Figure 1: Left: The V-shaped nature of rift facies maturity, and how paired, diachronous patterns form under stepwise pole propagation. Right: XY plot showing the relationship between pole location, pole angular velocity, and local linear velocity (shown as isolines). The critical half-rates "hybrid in" and "melt in" are represented by 6 mm/yr and 10 mm/yr respectively after the model of Perez-Gussinyé et al. (2006). Inset shows model from the plate-tectonic Euler perspective. Path A-B-C illustrates a typical facies progression at any one instant in time. If rotation conditions change, variations are possible. Path C-D-E illustrates a case of regression resulting from a decrease in angular velocity. Such paths might occur in nature when two large rift-tip segments overlap and spreading is temporarily divided between them.
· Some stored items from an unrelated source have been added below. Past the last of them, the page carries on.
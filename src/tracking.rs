//! Sample conditioning, windowed accumulation and distance estimation.
//!
//! This is the stateful core of the tracker: glitch clamping, the
//! backward-difference linear-velocity estimate, the fixed 40-tick
//! observation window and the one-pass distance integral. The arithmetic
//! quirks here (difference-based "linear velocity", the untouched first
//! window slot during integration) are deliberate, measured-device behavior;
//! tests pin them.

use std::time::Duration;

use crate::l3gd20::AngularVelocity;

/// Corrected readings beyond this magnitude (dps) are glitches; the axis is
/// zeroed, the other axes are kept.
pub const MAX_GYRO_DPS: f32 = 500.0;
pub const MIN_GYRO_DPS: f32 = -500.0;

/// Effective lever-arm radius per axis, millimeters
pub const RADIUS_MM: [f32; 3] = [2.0, 2.0, 0.55];

/// Cadence of the sampling loop
pub const TICK_INTERVAL: Duration = Duration::from_millis(500);

/// Seconds between two ticks, as used by the integrator
pub const TICK_INTERVAL_SECS: f32 = 0.5;

/// Ticks per observation window: 40 ticks at 500 ms = 20 s
pub const WINDOW_CAPACITY: usize = 40;

// Distance calibration from the reference track runs
const DISTANCE_OFFSET: f64 = 0.035;
const DISTANCE_SCALE: f64 = 0.165;

/// Per-axis linear velocity estimate in meters/second.
#[derive(Debug, Clone, Copy, PartialEq)]
pub struct LinearVelocity {
    pub x: f32,
    pub y: f32,
    pub z: f32,
}

impl LinearVelocity {
    pub const ZERO: Self = Self {
        x: 0.0,
        y: 0.0,
        z: 0.0,
    };

    pub fn to_array(self) -> [f32; 3] {
        [self.x, self.y, self.z]
    }
}

fn clamp_axis(value: f32) -> f32 {
    if value > MAX_GYRO_DPS || value < MIN_GYRO_DPS {
        0.0
    } else {
        value
    }
}

/// Condition one tick's reading.
///
/// Clamps each *corrected* axis outside [-500, 500] dps to zero, then derives
/// the linear-velocity estimate as the difference against the previous tick's
/// stored sample, scaled by the per-axis radius (millimeters). The first tick
/// has no previous sample and yields zero linear velocity.
pub fn condition(
    raw: AngularVelocity,
    previous: Option<AngularVelocity>,
    radii_mm: [f32; 3],
) -> (AngularVelocity, LinearVelocity) {
    let clamped = AngularVelocity {
        x: clamp_axis(raw.x),
        y: clamp_axis(raw.y),
        z: clamp_axis(raw.z),
    };

    let linear = match previous {
        None => LinearVelocity::ZERO,
        Some(prev) => LinearVelocity {
            x: (prev.x - clamped.x) * (radii_mm[0] * 0.001),
            y: (prev.y - clamped.y) * (radii_mm[1] * 0.001),
            z: (prev.z - clamped.z) * (radii_mm[2] * 0.001),
        },
    };

    (clamped, linear)
}

/// Result of pushing a sample into the observation window.
#[derive(Debug, Clone, Copy, PartialEq, Eq)]
pub enum WindowState {
    /// Sample stored, window not yet full
    Filling,
    /// This push stored the final sample
    JustCompleted,
    /// Window is frozen; nothing was written
    AlreadyComplete,
}

/// Fixed-capacity window of one 20-second observation run.
///
/// Slot `i` is written exactly once, at tick `i`; the window never wraps and
/// is never reused after it fills.
pub struct ObservationWindow {
    angular: [AngularVelocity; WINDOW_CAPACITY],
    linear: [LinearVelocity; WINDOW_CAPACITY],
    filled: usize,
}

impl ObservationWindow {
    pub fn new() -> Self {
        Self {
            angular: [AngularVelocity::ZERO; WINDOW_CAPACITY],
            linear: [LinearVelocity::ZERO; WINDOW_CAPACITY],
            filled: 0,
        }
    }

    /// Store a conditioned sample at its tick slot.
    pub fn push(
        &mut self,
        tick_index: usize,
        angular: AngularVelocity,
        linear: LinearVelocity,
    ) -> WindowState {
        if tick_index >= WINDOW_CAPACITY {
            return WindowState::AlreadyComplete;
        }

        debug_assert_eq!(tick_index, self.filled, "window writes follow tick order");

        self.angular[tick_index] = angular;
        self.linear[tick_index] = linear;
        self.filled = self.filled.max(tick_index + 1);

        if tick_index == WINDOW_CAPACITY - 1 {
            WindowState::JustCompleted
        } else {
            WindowState::Filling
        }
    }

    /// Populated slot count.
    pub fn len(&self) -> usize {
        self.filled
    }

    pub fn is_empty(&self) -> bool {
        self.filled == 0
    }

    pub fn is_complete(&self) -> bool {
        self.filled == WINDOW_CAPACITY
    }

    /// Stored angular-velocity samples, oldest first.
    pub fn angular(&self) -> &[AngularVelocity] {
        &self.angular[..self.filled]
    }

    /// Stored linear-velocity samples, oldest first.
    pub fn linear(&self) -> &[LinearVelocity] {
        &self.linear[..self.filled]
    }
}

impl Default for ObservationWindow {
    fn default() -> Self {
        Self::new()
    }
}

/// Integrate the window into a calibrated distance in meters.
///
/// One pass over slots 1..=39 - slot 0 never contributes. Each slot's linear
/// velocity times the 0.5 s tick gives a per-axis displacement whose
/// Euclidean norm is accumulated, then the fixed offset and scale from the
/// reference runs are applied, flooring at zero.
pub fn estimate_distance(window: &ObservationWindow) -> f64 {
    let mut total = 0.0f64;

    for i in 1..WINDOW_CAPACITY {
        let v = window.linear[i];
        let dx = v.x * TICK_INTERVAL_SECS;
        let dy = v.y * TICK_INTERVAL_SECS;
        let dz = v.z * TICK_INTERVAL_SECS;
        total += f64::from(dx * dx + dy * dy + dz * dz).sqrt();
    }

    let calibrated = total - DISTANCE_OFFSET;
    let calibrated = if calibrated < 0.0 { 0.0 } else { calibrated };
    calibrated / DISTANCE_SCALE
}

/// One-shot gate for the batch transmission.
#[derive(Debug, Default, Clone, Copy)]
pub struct ReportLatch {
    window_complete: bool,
    batch_sent: bool,
}

impl ReportLatch {
    pub fn new() -> Self {
        Self::default()
    }

    pub fn mark_complete(&mut self) {
        self.window_complete = true;
    }

    /// True exactly once: the first call after the window completes.
    pub fn try_fire(&mut self) -> bool {
        if self.window_complete && !self.batch_sent {
            self.batch_sent = true;
            true
        } else {
            false
        }
    }

    pub fn is_complete(&self) -> bool {
        self.window_complete
    }

    pub fn has_fired(&self) -> bool {
        self.batch_sent
    }
}

#[cfg(test)]
mod tests {
    use super::*;

    fn av(x: f32, y: f32, z: f32) -> AngularVelocity {
        AngularVelocity::new(x, y, z)
    }

    #[test]
    fn condition_zeroes_only_the_out_of_range_axes() {
        let (clamped, _) = condition(av(600.0, 10.0, -501.0), None, RADIUS_MM);
        assert_eq!(clamped, av(0.0, 10.0, 0.0));

        // Boundary values stay
        let (clamped, _) = condition(av(500.0, -500.0, 499.9), None, RADIUS_MM);
        assert_eq!(clamped, av(500.0, -500.0, 499.9));
    }

    #[test]
    fn first_tick_linear_velocity_is_zero() {
        let (_, linear) = condition(av(123.0, -45.0, 6.0), None, RADIUS_MM);
        assert_eq!(linear, LinearVelocity::ZERO);
    }

    #[test]
    fn linear_velocity_is_radius_scaled_backward_difference() {
        let prev = av(1.0, 2.0, 3.0);
        let (_, linear) = condition(av(0.5, 1.0, 2.0), Some(prev), RADIUS_MM);

        assert!((linear.x - 0.5 * 0.002).abs() < 1e-7);
        assert!((linear.y - 1.0 * 0.002).abs() < 1e-7);
        assert!((linear.z - 1.0 * 0.00055).abs() < 1e-7);
    }

    #[test]
    fn clamped_value_feeds_the_difference() {
        // The difference uses the clamped current value, not the raw one
        let prev = av(10.0, 0.0, 0.0);
        let (_, linear) = condition(av(9999.0, 0.0, 0.0), Some(prev), RADIUS_MM);
        assert!((linear.x - 10.0 * 0.002).abs() < 1e-6);
    }

    #[test]
    fn window_reports_states_in_order() {
        let mut window = ObservationWindow::new();
        for i in 0..WINDOW_CAPACITY - 1 {
            assert_eq!(
                window.push(i, AngularVelocity::ZERO, LinearVelocity::ZERO),
                WindowState::Filling
            );
        }
        assert_eq!(
            window.push(
                WINDOW_CAPACITY - 1,
                AngularVelocity::ZERO,
                LinearVelocity::ZERO
            ),
            WindowState::JustCompleted
        );
        assert!(window.is_complete());
    }

    #[test]
    fn pushes_past_capacity_never_mutate() {
        let mut window = ObservationWindow::new();
        for i in 0..WINDOW_CAPACITY {
            window.push(i, av(1.0, 1.0, 1.0), LinearVelocity::ZERO);
        }

        for i in WINDOW_CAPACITY..WINDOW_CAPACITY + 100 {
            let state = window.push(
                i,
                av(f32::MAX, f32::MAX, f32::MAX),
                LinearVelocity {
                    x: f32::MAX,
                    y: f32::MAX,
                    z: f32::MAX,
                },
            );
            assert_eq!(state, WindowState::AlreadyComplete);
        }

        assert!(window.angular().iter().all(|s| *s == av(1.0, 1.0, 1.0)));
        assert!(window.linear().iter().all(|s| *s == LinearVelocity::ZERO));
    }

    #[test]
    fn slot_zero_contributes_nothing_to_the_distance() {
        let mut window = ObservationWindow::new();
        // Extreme outlier in slot 0, zeros everywhere else
        window.push(
            0,
            AngularVelocity::ZERO,
            LinearVelocity {
                x: 1e6,
                y: 1e6,
                z: 1e6,
            },
        );
        for i in 1..WINDOW_CAPACITY {
            window.push(i, AngularVelocity::ZERO, LinearVelocity::ZERO);
        }

        // Raw sum is 0.0, the offset pulls it negative, the floor holds it at 0
        assert_eq!(estimate_distance(&window), 0.0);
    }

    #[test]
    fn unit_velocity_window_integrates_to_calibrated_distance() {
        let mut window = ObservationWindow::new();
        window.push(0, AngularVelocity::ZERO, LinearVelocity::ZERO);
        for i in 1..WINDOW_CAPACITY {
            window.push(
                i,
                AngularVelocity::ZERO,
                LinearVelocity {
                    x: 1.0,
                    y: 0.0,
                    z: 0.0,
                },
            );
        }

        // 39 steps of 0.5 m = 19.5 m raw, then (19.5 - 0.035) / 0.165
        let expected = (19.5 - 0.035) / 0.165;
        let got = estimate_distance(&window);
        assert!((got - expected).abs() < 1e-9, "got {got}, expected {expected}");
        assert!((got - 118.0).abs() < 0.05);
    }

    #[test]
    fn latch_fires_exactly_once() {
        let mut latch = ReportLatch::new();
        assert!(!latch.try_fire(), "must not fire before completion");

        latch.mark_complete();
        assert!(latch.try_fire());
        for _ in 0..100 {
            assert!(!latch.try_fire());
        }
        assert!(latch.has_fired());
    }
}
Click here or on image for enlargement.

 

Figure 2: Schematic illustration of relationship between local linear rate of extension (V), distance from rotation pole (d), and angular rate of extension (ω).

 

It is well-established that magma-poor margins form during slow extension. Although perhaps not so well-emphasized, it appears clear that magma-rich margins form under more rapid extension. The term “margin” applies to continental breakup, when mantle is exhumed along the magma-poor end-members and seaward-dipping reflectors are extruded along the magma-rich end-members. Notably, exhumed mantle may contain up to ca 12% melt trapped in a fine network (Müntener et al., 2010), and are, as the term implies, not devoid of melt. Both rifted-margin types can be viewed as end-members of the same process of continental extension, firmly rooted in the geometric requirements of plate tectonics. Our model does not rule out the existence of mantle heterogeneities, nor their possible influence on melt generation, but rather suggests that such heterogeneities are secondary to the rifted-margin architecture process.

We observe the proximal-magma-poor to distal-magma-rich relationship (Figure 3) along the margins of the South Atlantic, Central Atlantic, NE Atlantic-Eurasia Basin, Red Sea, and the Arctic Canada Basin. An important aspect of the rupture of large continents is that it occurs by propagation of a rift tip. Rift propagation can be demonstrated in a number of areas such as the South, Central, North, and NE Atlantic-Eurasia Basin, the South China Sea, the Red Sea, and the Gulf of Aden. It can also be identified by magnetic isochrons on the sea floor, where such are present, and by geological features such as progressively younger rift basins (e.g., South Atlantic), age progression of rift-shoulder uplift and associated “break-up” unconformity (e.g., Bay of Biscay), and age-progression of pre-breakup magmatism along an evolving rift (e.g., Labrador Sea). Due to the limitations of resolution to the regional scale, propagation can seem to be either continuous (e.g., Iberia-Newfoundland) or via sequential, stepwise-opening segments some hundreds or thousands of kilometers long (e.g., South Atlantic and Labrador Sea).

 

Figure 3. Schematic illustration of distribution of magma-poor and magma-rich rifted margins, proximal and distal to the rotation pole respectively. The distal position is characterized by high extension rates and vice versa (Figure 2). This proximal-distal relationship is observed in the South Atlantic, Central Atlantic, NE Atlantic-Eurasia Basin, Red Sea, and Canada Basin.

 

On a grander scale, magma-poor rifted margins are bordered by belts of exhumed mantle that may be thousands of kilometers in length. Oceanward of these belts, oceanic crust can be seen to young in the direction of the rotation pole. This suggests that as large continents unzip by rift propagation, the mantle is exhumed in the wake of the advancing rift tip. Laterally, these margins evolve from:

  1. limited crustal stretching, to
  2. extreme crustal thinning,
  3. exhumed mantle, and
  4. ultraslow or normal oceanic crust.

It is difficult to document the lateral increase in strain rate that our model predicts, but it may be possible off the coast of Iberia.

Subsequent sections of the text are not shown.